Okay, that being said, while I rant about this all the time, I tend to also be the person who raves over book 2s and 3s on certain series…so…I’m just a paradox. Or maybe I just suck at reading series to begin with, and this is why I’m just being salty about things.
Ten Books That Could Have Been Standalones
** Don’t get me wrong. I enjoyed some of the continuations for most of these books, and in a few cases, I loved the sequels even more than I loved the first books…but could I have done with just standalones for some of these? Yes. Yes, I could.
Daughter of the Empire by Raymond E. Feist and Janny Wurts – As much as I loved seeing Mara of the Acoma continue kicking ass and playing political mind games with a Japanese-inspired culture, the long game kind of dulls down in the second book. I didn’t even bother reading the third because I was just “meh” about book 2. And honestly, I absolutely loved the first book.
Sabriel by Garth Nix – I will read every Charter magic book there is and I will enjoy them. That being said, Sabriel had been a standalone for me for years that it really was almost a decade when I finally picked up the others to read them, and by then, in my mind, all the stories converged back to Sabriel anyway.
Throne of Glass by Sarah J. Maas – “But Maaaaari, you haven’t read Crown of Midnight yet and it’s SOOOOO much better than the first book, promise!” Yes. This is quite literally what my book-nerd-conscience is telling me. And YES, OKAY, I might enjoy the second book, but SERIOUSLY NINE TOMES OF THIS WHY?!
Daughter of Smoke and Bone by Laini Taylor – As much as I loved the drama and the beautifulness of the writing, the first book really did cement the story for me. Heck, this could have been a duology, and I would have been fine with that!
Poison Study by Maria V. Snyder – I do love the Study series, and I would never say no to more Valek in them. That said, Poison Study was just like Sabriel, where I picked up the first book, was really happy with how it ended, and didn’t even bother to see if there was a continuation to it. So Magic Study and Fire Study and the other books afterwards are just benefits to a book that could have just been fabulous as a standalone.
Daughter of the Forest by Juliet Marillier – Honestly, from what I’ve read of her books, all of them can be treated as standalones, even when the book is a part of a series. Daughter of the Forest is the first book of the Sevenwaters series, but I loved it as is.
Sleeping Giants by Sylvain Neuvel – This was one case of the sequels going downhill.
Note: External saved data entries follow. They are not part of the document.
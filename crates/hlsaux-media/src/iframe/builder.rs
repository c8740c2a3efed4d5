//! Per-variant I-frame playlist builder.

use hlsaux_core::config::IFrameConfig;
use hlsaux_core::{Error, PacketRecord, Result, Warning};

use super::segmenter::segment_keyframes;
use crate::hls::{IFrameEntry, IFramePlaylist};

/// Builder that gathers keyframe entries across the segment files of one
/// variant.
///
/// Segments must be pushed in chunklist order; entries keep that order.
#[derive(Debug)]
pub struct IFramePlaylistBuilder {
    variant: String,
    padding: u64,
    target_duration: u64,
    entries: Vec<IFrameEntry>,
    warnings: Vec<Warning>,
}

impl IFramePlaylistBuilder {
    /// Create a builder for `variant` whose chunklist declares
    /// `chunklist_target` seconds.
    ///
    /// The derived target duration is the chunklist's minus the configured
    /// decrement, raised if needed so no entry's `EXTINF` exceeds it.
    pub fn new(variant: impl Into<String>, config: &IFrameConfig, chunklist_target: u64) -> Self {
        Self {
            variant: variant.into(),
            padding: config.packet_padding,
            target_duration: chunklist_target.saturating_sub(config.target_duration_decrement),
            entries: Vec::new(),
            warnings: Vec::new(),
        }
    }

    /// Add the keyframes of one segment file.
    ///
    /// `init_size` is the byte size of the initialization segment the
    /// packets were probed with (zero without one); it is subtracted from
    /// every offset. Returns the number of entries added.
    pub fn push_segment(
        &mut self,
        uri: &str,
        init: Option<&str>,
        init_size: u64,
        packets: &[PacketRecord],
    ) -> Result<usize> {
        let raw = segment_keyframes(packets, self.padding)?;

        if raw.is_empty() {
            tracing::warn!(variant = %self.variant, segment = uri, "segment has no keyframe");
            self.warnings.push(Warning::NoKeyframes {
                segment: uri.to_string(),
            });
            return Ok(0);
        }

        let added = raw.len();
        for frame in raw {
            let offset = frame.offset.checked_sub(init_size).ok_or_else(|| {
                Error::probe(format!(
                    "{uri}: keyframe at byte {} lies inside the {init_size}-byte init segment",
                    frame.offset
                ))
            })?;
            self.entries.push(IFrameEntry {
                uri: uri.to_string(),
                offset,
                length: frame.length,
                duration_secs: frame.duration_secs,
                init: init.map(str::to_string),
            });
        }

        tracing::trace!(variant = %self.variant, segment = uri, entries = added, "segment indexed");
        Ok(added)
    }

    /// Degraded segments seen so far.
    pub fn warnings(&self) -> &[Warning] {
        &self.warnings
    }

    /// Assemble the playlist.
    ///
    /// Fails with [`Error::NoKeyframes`] if no segment contributed an entry.
    pub fn build(&self) -> Result<IFramePlaylist> {
        if self.entries.is_empty() {
            return Err(Error::NoKeyframes {
                variant: self.variant.clone(),
            });
        }

        let longest = self
            .entries
            .iter()
            .map(|e| e.duration_secs.ceil() as u64)
            .max()
            .unwrap_or(0);

        Ok(IFramePlaylist {
            target_duration: self.target_duration.max(longest).max(1),
            entries: self.entries.clone(),
        })
    }
}

#[cfg(test)]
mod tests {
    use super::*;

    fn gop(start: u64, frames: usize, frame_size: u64, frame_secs: f64) -> Vec<PacketRecord> {
        (0..frames)
            .map(|i| {
                PacketRecord::new(
                    start + i as u64 * frame_size,
                    frame_size,
                    frame_secs,
                    i == 0,
                )
            })
            .collect()
    }

    fn two_gops(start: u64) -> Vec<PacketRecord> {
        let mut packets = gop(start, 25, 1000, 0.04);
        packets.extend(gop(start + 25_000, 25, 1000, 0.04));
        packets
    }

    #[test]
    fn entries_follow_file_order() {
        let mut builder = IFramePlaylistBuilder::new("v.m3u8", &IFrameConfig::default(), 6);
        assert_eq!(builder.push_segment("seg0.ts", None, 0, &two_gops(0)).unwrap(), 2);
        assert_eq!(builder.push_segment("seg1.ts", None, 0, &two_gops(376)).unwrap(), 2);

        let playlist = builder.build().unwrap();
        let uris: Vec<_> = playlist.entries.iter().map(|e| e.uri.as_str()).collect();
        assert_eq!(uris, ["seg0.ts", "seg0.ts", "seg1.ts", "seg1.ts"]);
        assert_eq!(playlist.entries[2].offset, 376);
        assert_eq!(playlist.entries[3].length, 1000);
        assert_eq!(playlist.target_duration, 5);
    }

    #[test]
    fn init_size_is_subtracted() {
        let mut builder = IFramePlaylistBuilder::new("v.m3u8", &IFrameConfig::default(), 4);
        builder
            .push_segment("a.m4s", Some("init.mp4"), 700, &two_gops(700 + 8))
            .unwrap();

        let playlist = builder.build().unwrap();
        assert_eq!(playlist.entries[0].offset, 8);
        assert_eq!(playlist.entries[1].offset, 25_008);
        assert_eq!(playlist.entries[0].init.as_deref(), Some("init.mp4"));
    }

    #[test]
    fn offset_inside_init_segment_is_probe_failure() {
        let mut builder = IFramePlaylistBuilder::new("v.m3u8", &IFrameConfig::default(), 4);
        let err = builder
            .push_segment("a.m4s", Some("init.mp4"), 700, &gop(100, 3, 10, 0.04))
            .unwrap_err();
        assert!(err.is_probe_failure());
    }

    #[test]
    fn trailing_keyframe_gets_padding() {
        let mut builder = IFramePlaylistBuilder::new("v.m3u8", &IFrameConfig::default(), 6);
        let mut packets = gop(0, 3, 100, 0.04);
        packets.push(PacketRecord::new(300, 90, 0.04, true));
        builder.push_segment("seg0.ts", None, 0, &packets).unwrap();

        let playlist = builder.build().unwrap();
        assert_eq!(playlist.entries[1].offset, 300);
        assert_eq!(playlist.entries[1].length, 90 + 188);
    }

    #[test]
    fn keyless_segment_is_a_warning() {
        let mut builder = IFramePlaylistBuilder::new("v.m3u8", &IFrameConfig::default(), 6);
        let keyless: Vec<_> = (0..4)
            .map(|i| PacketRecord::new(i * 10, 10, 0.04, false))
            .collect();

        assert_eq!(builder.push_segment("seg0.ts", None, 0, &keyless).unwrap(), 0);
        builder.push_segment("seg1.ts", None, 0, &two_gops(0)).unwrap();

        assert_eq!(
            builder.warnings(),
            &[Warning::NoKeyframes {
                segment: "seg0.ts".into()
            }]
        );
        assert_eq!(builder.build().unwrap().entries.len(), 2);
    }

    #[test]
    fn variant_without_keyframes_fails() {
        let mut builder = IFramePlaylistBuilder::new("v.m3u8", &IFrameConfig::default(), 6);
        builder
            .push_segment("seg0.ts", None, 0, &[PacketRecord::new(0, 10, 1.0, false)])
            .unwrap();
        let err = builder.build().unwrap_err();
        assert!(matches!(err, Error::NoKeyframes { variant } if variant == "v.m3u8"));
    }

    #[test]
    fn target_duration_never_below_longest_entry() {
        let mut builder = IFramePlaylistBuilder::new("v.m3u8", &IFrameConfig::default(), 6);
        // One keyframe followed by 5.5 s of delta frames.
        let packets = gop(0, 12, 100, 0.5);
        builder.push_segment("seg0.ts", None, 0, &packets).unwrap();
        assert_eq!(builder.build().unwrap().target_duration, 6);

        let mut builder = IFramePlaylistBuilder::new("v.m3u8", &IFrameConfig::default(), 1);
        builder
            .push_segment("seg0.ts", None, 0, &gop(0, 2, 100, 0.1))
            .unwrap();
        assert_eq!(builder.build().unwrap().target_duration, 1);
    }

    #[test]
    fn building_twice_is_byte_identical() {
        let mut builder = IFramePlaylistBuilder::new("v.m3u8", &IFrameConfig::default(), 6);
        builder.push_segment("seg0.ts", None, 0, &two_gops(0)).unwrap();
        let first = builder.build().unwrap().render();
        let second = builder.build().unwrap().render();
        assert_eq!(first, second);

        let mut again = IFramePlaylistBuilder::new("v.m3u8", &IFrameConfig::default(), 6);
        again.push_segment("seg0.ts", None, 0, &two_gops(0)).unwrap();
        assert_eq!(again.build().unwrap().render(), first);
    }
}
I don’t think the audiobook dramatization helped either, some of the voices drove me nuts, and the characters were made even worse with the dialogue. But yeah, this one could have been left as a standalone.
Anna Dressed in Blood by Kendare Blake – I haven’t read the second book of this, either, but Anna Dressed in Blood tied up enough loose ends that I didn’t care to answer the open-ended results of others.
Soulless by Gail Carriger – I absolutely loved this book and this steampunkerific world that Gail Carriger created. I just…I don’t know, I liked it as a stand-alone? The rest of Alexia Tarrabotti’s adventures kind of didn’t compare to the first, and I never could really get into the rest of the series.
Sorcery and Cecelia or The Enchanted Chocolate Pot by Patricia C. Wrede and Caroline Stevermere – I loved The Grand Tour, which was the direct sequel of Sorcery and Cecelia, but it was missing the magic of the first book. A lot of S&C’s charm was in the letter writing and the accounts given by two Young Ladies of Quality.